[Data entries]
—————

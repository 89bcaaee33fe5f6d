//! Task records, submission options and status snapshots.

use std::cmp::Ordering;

use chrono::{DateTime, Utc};
use futures::future::BoxFuture;
use serde::{Deserialize, Serialize};
use serde_json::Value;
use uuid::Uuid;

use super::context::TaskContext;
use super::state::{TaskPriority, TaskStatus};

/// Future produced by a unit of work.
pub type TaskFuture = BoxFuture<'static, anyhow::Result<Value>>;

pub(crate) type WorkFn = Box<dyn FnOnce(TaskContext) -> TaskFuture + Send>;

/// Invoked with the task result after successful completion.
pub type CompleteCallback = Box<dyn FnOnce(Value) + Send>;

/// Invoked with the rendered error message after a failure.
pub type ErrorCallback = Box<dyn FnOnce(String) + Send>;

/// Options for a submitted task.
pub struct TaskOptions {
    pub(crate) name: String,
    pub(crate) description: Option<String>,
    pub(crate) priority: i32,
    pub(crate) on_complete: Option<CompleteCallback>,
    pub(crate) on_error: Option<ErrorCallback>,
}

impl TaskOptions {
    pub fn new(name: impl Into<String>) -> Self {
        Self {
            name: name.into(),
            description: None,
            priority: TaskPriority::NORMAL,
            on_complete: None,
            on_error: None,
        }
    }

    pub fn description(mut self, description: impl Into<String>) -> Self {
        self.description = Some(description.into());
        self
    }

    pub fn priority(mut self, priority: i32) -> Self {
        self.priority = priority;
        self
    }

    pub fn on_complete(mut self, f: impl FnOnce(Value) + Send + 'static) -> Self {
        self.on_complete = Some(Box::new(f));
        self
    }

    pub fn on_error(mut self, f: impl FnOnce(String) + Send + 'static) -> Self {
        self.on_error = Some(Box::new(f));
        self
    }
}

impl Default for TaskOptions {
    fn default() -> Self {
        Self::new("task")
    }
}

/// Point-in-time view of a task.
#[derive(Debug, Clone, Serialize, Deserialize)]
pub struct TaskSnapshot {
    pub id: Uuid,
    pub name: String,
    pub description: String,
    pub status: TaskStatus,
    pub progress: f64,
    pub priority: i32,
    pub result: Option<Value>,
    pub error: Option<String>,
    pub created_at: DateTime<Utc>,
    pub started_at: Option<DateTime<Utc>>,
    pub completed_at: Option<DateTime<Utc>>,
}

/// A task owned by the scheduler from submission to eviction.
pub(crate) struct Task {
    pub id: Uuid,
    pub name: String,
    pub description: String,
    pub status: TaskStatus,
    pub progress: f64,
    pub priority: i32,
    pub result: Option<Value>,
    pub error: Option<String>,
    pub created_at: DateTime<Utc>,
    pub started_at: Option<DateTime<Utc>>,
    pub completed_at: Option<DateTime<Utc>>,
    pub work: Option<WorkFn>,
    pub on_complete: Option<CompleteCallback>,
    pub on_error: Option<ErrorCallback>,
}

impl Task {
    pub fn new(options: TaskOptions, work: WorkFn) -> Self {
        let description = options
            .description
            .unwrap_or_else(|| format!("Task {}", options.name));
        Self {
            id: Uuid::new_v4(),
            name: options.name,
            description,
            status: TaskStatus::Pending,
            progress: 0.0,
            priority: options.priority,
            result: None,
            error: None,
            created_at: Utc::now(),
            started_at: None,
            completed_at: None,
            work: Some(work),
            on_complete: options.on_complete,
            on_error: options.on_error,
        }
    }

    /// Move to `status`, stamping start/completion times.
    pub fn transition_to(&mut self, status: TaskStatus) -> Result<(), String> {
        if !self.status.can_transition_to(status) {
            return Err(format!(
                "Cannot transition task {} from {} to {}",
                self.id, self.status, status
            ));
        }

        self.status = status;
        match status {
            TaskStatus::Running => self.started_at = Some(Utc::now()),
            TaskStatus::Completed | TaskStatus::Failed | TaskStatus::Cancelled => {
                self.completed_at = Some(Utc::now());
            }
            TaskStatus::Pending => {}
        }
        Ok(())
    }

    pub fn snapshot(&self) -> TaskSnapshot {
        TaskSnapshot {
            id: self.id,
            name: self.name.clone(),
            description: self.description.clone(),
            status: self.status,
            progress: self.progress,
            priority: self.priority,
            result: self.result.clone(),
            error: self.error.clone(),
            created_at: self.created_at,
            started_at: self.started_at,
            completed_at: self.completed_at,
        }
    }
}

/// Priority heap entry: highest priority first, then earliest submission.
#[derive(Debug, Clone, Copy, PartialEq, Eq)]
pub(crate) struct QueueEntry {
    pub priority: i32,
    pub seq: u64,
    pub id: Uuid,
}

impl Ord for QueueEntry {
    fn cmp(&self, other: &Self) -> Ordering {
        self.priority
            .cmp(&other.priority)
            .then_with(|| other.seq.cmp(&self.seq))
    }
}

impl PartialOrd for QueueEntry {
    fn partial_cmp(&self, other: &Self) -> Option<Ordering> {
        Some(self.cmp(other))
    }
}

#[cfg(test)]
mod tests {
    use std::collections::BinaryHeap;

    use futures::FutureExt;

    use super::*;

    fn noop_work() -> WorkFn {
        Box::new(|_ctx: TaskContext| -> TaskFuture { async { Ok(Value::Null) }.boxed() })
    }

    #[test]
    fn heap_orders_by_priority_then_arrival() {
        let mut heap = BinaryHeap::new();
        let ids: Vec<Uuid> = (0..4).map(|_| Uuid::new_v4()).collect();
        heap.push(QueueEntry { priority: 1, seq: 0, id: ids[0] });
        heap.push(QueueEntry { priority: 3, seq: 1, id: ids[1] });
        heap.push(QueueEntry { priority: 1, seq: 2, id: ids[2] });
        heap.push(QueueEntry { priority: 3, seq: 3, id: ids[3] });

        let order: Vec<Uuid> = std::iter::from_fn(|| heap.pop().map(|e| e.id)).collect();
        assert_eq!(order, vec![ids[1], ids[3], ids[0], ids[2]]);
    }

    #[test]
    fn default_description_uses_name() {
        let task = Task::new(TaskOptions::new("search"), noop_work());
        assert_eq!(task.description, "Task search");
        assert_eq!(task.priority, TaskPriority::NORMAL);
        assert_eq!(task.status, TaskStatus::Pending);
    }

    #[test]
    fn transitions_stamp_timestamps() {
        let mut task = Task::new(TaskOptions::new("save"), noop_work());
        task.transition_to(TaskStatus::Running).unwrap();
        assert!(task.started_at.is_some());
        task.transition_to(TaskStatus::Completed).unwrap();
        assert!(task.completed_at.is_some());
        assert!(task.transition_to(TaskStatus::Running).is_err());
    }
}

—————

* **WHAT THE EXERCISE ASKS**
Each line of the entries above that contains "TaskSnapshot" must be copied into the answer.

* **RESULT OF THIS EXERCISE**
pub struct TaskSnapshot {
    pub fn snapshot(&self) -> TaskSnapshot {
        TaskSnapshot {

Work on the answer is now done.